I should have screamed “WHAT HAVE YOU DONE?”

I squeaked “Yes, that’s terrific thanks”

It was a turning point. My hair became short and has stayed that way ever since.

Many men my age regard my hair with envious eyes. I have a full head of curly, unmanageable hair that has darkened with age. If I let it grow it literally explodes. One day it is short, the next it has become a blond afro. These days I have to go to get it cut so often that I simply go the barber who, for a small price, cuts it down to size with scissors and a razor. I am still in shock about the loss of my mullet, even though people tell me that she did me an enormous favour. I was happy with that mullet – it was like losing a pet.

I have said in a previous post that I will not use products, but Mrs PM insists that I use wax to placate my rampant locks. Hair wax is horrible stuff and I avoid it when I can, sneaking out of the house before Mrs PM can spot me unleashing my bushiness onto the world at large.

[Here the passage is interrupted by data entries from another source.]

use analyzer::AnalyzerError;
use axum::{
    http::StatusCode,
    response::{IntoResponse, Response},
    Json,
};
use lifecycle::LifecycleError;
use serde_json::json;
use thiserror::Error;

#[derive(Error, Debug)]
pub enum AppError {
    #[error("Database error: {0}")]
    Database(#[from] database::DbError),
    #[error("Analyzer error: {0}")]
    Analyzer(#[from] AnalyzerError),
    #[error("Order lifecycle error: {0}")]
    Lifecycle(#[from] LifecycleError),
    #[error("Validation failed: {0}")]
    Validation(#[from] core_types::CoreError),
    #[error("Not found: {0}")]
    NotFound(String),
}

/// Converts our custom `AppError` into an HTTP response.
///
/// `NotFound` -> 404, invalid transitions and lost races -> 409,
/// validation failures -> 400, everything else -> 500.
impl IntoResponse for AppError {
    fn into_response(self) -> Response {
        let (status, error_message) = match self {
            AppError::Database(db_err) => internal("Database error.", &db_err),
            AppError::Analyzer(AnalyzerError::Validation(e)) | AppError::Validation(e) => {
                (StatusCode::BAD_REQUEST, e.to_string())
            }
            AppError::Analyzer(analyzer_err) => internal("Analyzer error.", &analyzer_err),
            AppError::Lifecycle(LifecycleError::Database(db_err)) => internal("Database error.", &db_err),
            AppError::Lifecycle(e @ LifecycleError::NotFound(_)) => (StatusCode::NOT_FOUND, e.to_string()),
            AppError::Lifecycle(e) => {
                tracing::warn!(error = %e, "Order transition refused.");
                (StatusCode::CONFLICT, e.to_string())
            }
            AppError::NotFound(message) => (StatusCode::NOT_FOUND, message),
        };

        let body = Json(json!({ "error": error_message }));
        (status, body).into_response()
    }
}

fn internal(context: &str, err: &dyn std::error::Error) -> (StatusCode, String) {
    tracing::error!(error = %err, "{}", context);
    (
        StatusCode::INTERNAL_SERVER_ERROR,
        "An internal server error occurred".to_string(),
    )
}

I have suffered because of my hair; cruel children and adults have called me a variety of names over the years – each one related to the shape, colour and sheer volume of my thick unmanageable hair. Here are some of them:

Hair Bear

Snowy

Chrysanthemum

Pubehead

Boggy (as in bog-brush head)

A couple of years ago I heard some of the young lads at the office humming the theme from Shaft whenever I walked past. One of them confessed that they called me “The White Shaft”.

Oh the shame.

Still, I have come to terms with my hair in recent years. I still hate it and it still hates me but we have a non-aggression pact between us. I have the upper hand. If it gets ideas above its station I just threaten to bring back the mullet.

10 comments:

Sandie Lee said...

The MULLET?!?!?! I remember when that was in style. YIKES!!

I would pay to see pictures of you. Well, maybe not pay money... how 'bout a compliment?
I would kill for thick, full, blond not-from-a-bottle hair. Seriously...I envy you.

The Plastic Mancunian said...

Hi Sandie,

A lot of people do envy me - particularly bald men. Women think I have fab hair - men with bald hair are just green.

But if I allow it to grow a little too long, it really does take on a life of its own.

Sadly it's more a light brown now than blond, which is better because at least the blond jokes are diminishing.

A subject for another post methinks.

:-)

Thanks for the comment

Cheers

PM

Pia K said...

*LOL* This has been a great read, in fact so far I've read the three latest entries and I really must take a break because laughing this much can't be good for your stomach, can it? :)

The Plastic Mancunian said...

Hi Pia,

My hair and I thank you for your comment.

:-)

Cheers

PM

themoondothshine said...

an absolutely amazing read! you sure have way with words, don't ya?? well, i didn't even have to look at your hair to go green all over!!

The Plastic Mancunian said...

Thanks for the comment - I would post a picture of my hair but as I said, I fear for people of a nervous disposition.

Cheers

PM :-)

Martin Miller-Yianni said...

Nothing good about a mullet!

It you've got hair what the hell are you conplaining about?

The Plastic Mancunian said...

To be honest, Martin - there's no way Mrs PM would allow me to rekindle my affection with a mullet.

Never mind - got to complain about something

:-)

Cheers

PM

roadgurl5 said...

Oh my, how great...so very funny! Unfortunately I identified with 'I squeaked “Yes, that’s terrific thanks”' Countless times I have done exactly the same, then over-tipped on top of it! Love your writing and your hair!

The Plastic Mancunian said...

Thanks roadgurl5,

I'm sure that if I walked out of a barber with my hair shaped like a unicorn horn and the rest of my scalp bleeding I would still tip the guy.